When a new method of testing patients is developed, it’s not adopted for use everywhere until it’s been tested and retested. In this study, a group of British (UK) researchers used a U.S. method of predicting chronic low back pain in a group of British adults.
Adults with low back pain between the ages of 30 and 59 were included. Pain severity and duration and depression were measured in the same way as in the American study. The British researchers used the same methods and cut off values to predict chronic back pain as in the American study.
Both the US and the UK studies used the Chronic Pain Grade as a tool to measure outcomes at the one-year follow-up. Results were similar between the two groups. About half of the UK subjects and slightly more than half of the US adults had chronic back pain at the end of one-year.
The main difference was that twice as many people in the UK group at low-risk had chronic pain after one year. The reason for this is unclear. It may be due to differences in the way patients are referred to their physicians between the two countries.

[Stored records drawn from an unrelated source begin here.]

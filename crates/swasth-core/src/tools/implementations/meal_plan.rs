//! Meal-plan generation tool
//!
//! Retrieves candidates broadly, filters them deterministically by diet
//! preference, and asks the generation capability for a structured
//! full-day plan grounded in the surviving candidates.

use async_trait::async_trait;
use serde::Deserialize;
use serde_json::{json, Value};
use tracing::warn;

use crate::agent::response::MealPlanPayload;
use crate::retrieval::filter_by_diet;
use crate::tools::registry::{parse_params, Tool, ToolContext, ToolResult};

pub const TOOL_NAME: &str = "create_meal_plan";

/// Broad retrieval depth. Filtering happens after retrieval, so this stays
/// wide enough that the post-filter still has candidates to work with.
const RETRIEVAL_K: usize = 30;

const UNAVAILABLE: &str = "Planning tool is not available due to an initialization error.";
const NO_MATCHES: &str =
    "I couldn't find any matching recipes in my cookbook for your request after applying your dietary preference.";
const PLAN_FAILED: &str = "I had trouble creating your plan. Please try asking in a different way.";

const SYSTEM_PROMPT: &str = "You are 'Swa-Swa', a friendly food buddy. Create a personalized, \
full-day meal plan based on the user's profile and the provided meal options.";

const FORMAT_INSTRUCTIONS: &str = r#"Respond with a single JSON object of this exact shape:
{
  "greeting": "a friendly, encouraging opening message",
  "plan": [
    {"meal_time": "Breakfast", "meal_name": "name of the dish", "justification": "a brief, friendly reason this meal was chosen"}
  ],
  "summary": "a concluding summary of the meal plan"
}
The "plan" array must cover the full day and only use dishes from the available meal options."#;

#[derive(Debug, Deserialize)]
struct Params {
    user_request: String,
    #[serde(default)]
    profile_summary: String,
    /// Comma-joined allergy list.
    #[serde(default)]
    allergies: String,
    #[serde(default = "default_diet")]
    diet_preference: String,
}

fn default_diet() -> String {
    "Any".to_string()
}

pub struct CreateMealPlanTool;

#[async_trait]
impl Tool for CreateMealPlanTool {
    fn name(&self) -> &str {
        TOOL_NAME
    }

    fn description(&self) -> &str {
        "Creates a personalized, full-day meal plan. Use this when the user asks for a plan, \
         suggestions, or ideas for what to eat. Pass the user's request, their profile summary, \
         allergies, and diet_preference."
    }

    fn parameters_schema(&self) -> Value {
        json!({
            "type": "object",
            "properties": {
                "user_request": {
                    "type": "string",
                    "description": "The user's request, verbatim"
                },
                "profile_summary": {
                    "type": "string",
                    "description": "The user's profile summary from the internal context"
                },
                "allergies": {
                    "type": "string",
                    "description": "Comma-separated allergies from the internal context"
                },
                "diet_preference": {
                    "type": "string",
                    "description": "Vegetarian, Non-Vegetarian, or Any"
                }
            },
            "required": ["user_request"]
        })
    }

    async fn execute(&self, params: Value, ctx: &ToolContext) -> ToolResult {
        let params: Params = match parse_params(params) {
            Ok(p) => p,
            Err(e) => return e,
        };

        let (Some(generation), Some(index)) =
            (&ctx.capabilities.generation, &ctx.capabilities.index)
        else {
            return ToolResult::error(UNAVAILABLE);
        };

        // Retrieve broadly; the allergy clause steers ranking away from
        // excluded ingredients but the diet filter below is the guarantee.
        let query = format!(
            "{} suitable for a person with this profile: {}. Must not contain: {}",
            params.user_request, params.profile_summary, params.allergies
        );

        let docs = match index.retrieve(&query, RETRIEVAL_K).await {
            Ok(docs) => docs,
            Err(e) => {
                warn!("Recipe retrieval failed: {}", e);
                return ToolResult::error(PLAN_FAILED);
            }
        };

        let filtered = filter_by_diet(docs, &params.diet_preference);
        if filtered.is_empty() {
            return ToolResult::error(NO_MATCHES);
        }

        let meal_options: Vec<String> = filtered
            .iter()
            .map(|doc| format!("- {}: {}", doc.metadata.item_name, doc.page_content))
            .collect();

        let prompt = format!(
            "{}\n\nUSER PROFILE: {}\n\nUSER'S REQUEST: {}\n\nAVAILABLE MEAL OPTIONS:\n{}\n\nYOUR JSON RESPONSE:",
            FORMAT_INSTRUCTIONS,
            params.profile_summary,
            params.user_request,
            meal_options.join("\n")
        );

        let value = match generation.generate_structured(SYSTEM_PROMPT, &prompt).await {
            Ok(value) => value,
            Err(e) => {
                warn!("Plan generation failed: {}", e);
                return ToolResult::error(PLAN_FAILED);
            }
        };

        match serde_json::from_value::<MealPlanPayload>(value) {
            Ok(plan) if !plan.plan.is_empty() => match serde_json::to_value(&plan) {
                Ok(payload) => ToolResult::success(&payload),
                Err(e) => {
                    warn!("Plan serialization failed: {}", e);
                    ToolResult::error(PLAN_FAILED)
                }
            },
            Ok(_) => {
                warn!("Plan generation returned an empty plan");
                ToolResult::error(PLAN_FAILED)
            }
            Err(e) => {
                warn!("Plan output failed schema validation: {}", e);
                ToolResult::error(PLAN_FAILED)
            }
        }
    }
}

It may be related to when (how soon after the back pain started) the data was collected. In the US group, the patients were tested three to six weeks after they first saw their doctors. The UK group was tested one to three weeks after consultation. It may be that the proposed way to predict chronic pain is more accurate if testing is done when patients return to their doctors for more care after the first visit.
The results of this study show that testing methods used in the US healthcare system to predict chronic low back pain can be used in other healthcare systems and with other groups of people. Further study is needed to test other age groups (e.g., over age 60 years) and other population groups.
Predicting pain just on the basis of duration (how long it lasts) may not be a sensitive enough way to test patients. Duration of pain, level of pain intensity, and disability caused by pain may be more prognostic of future chronic low back pain.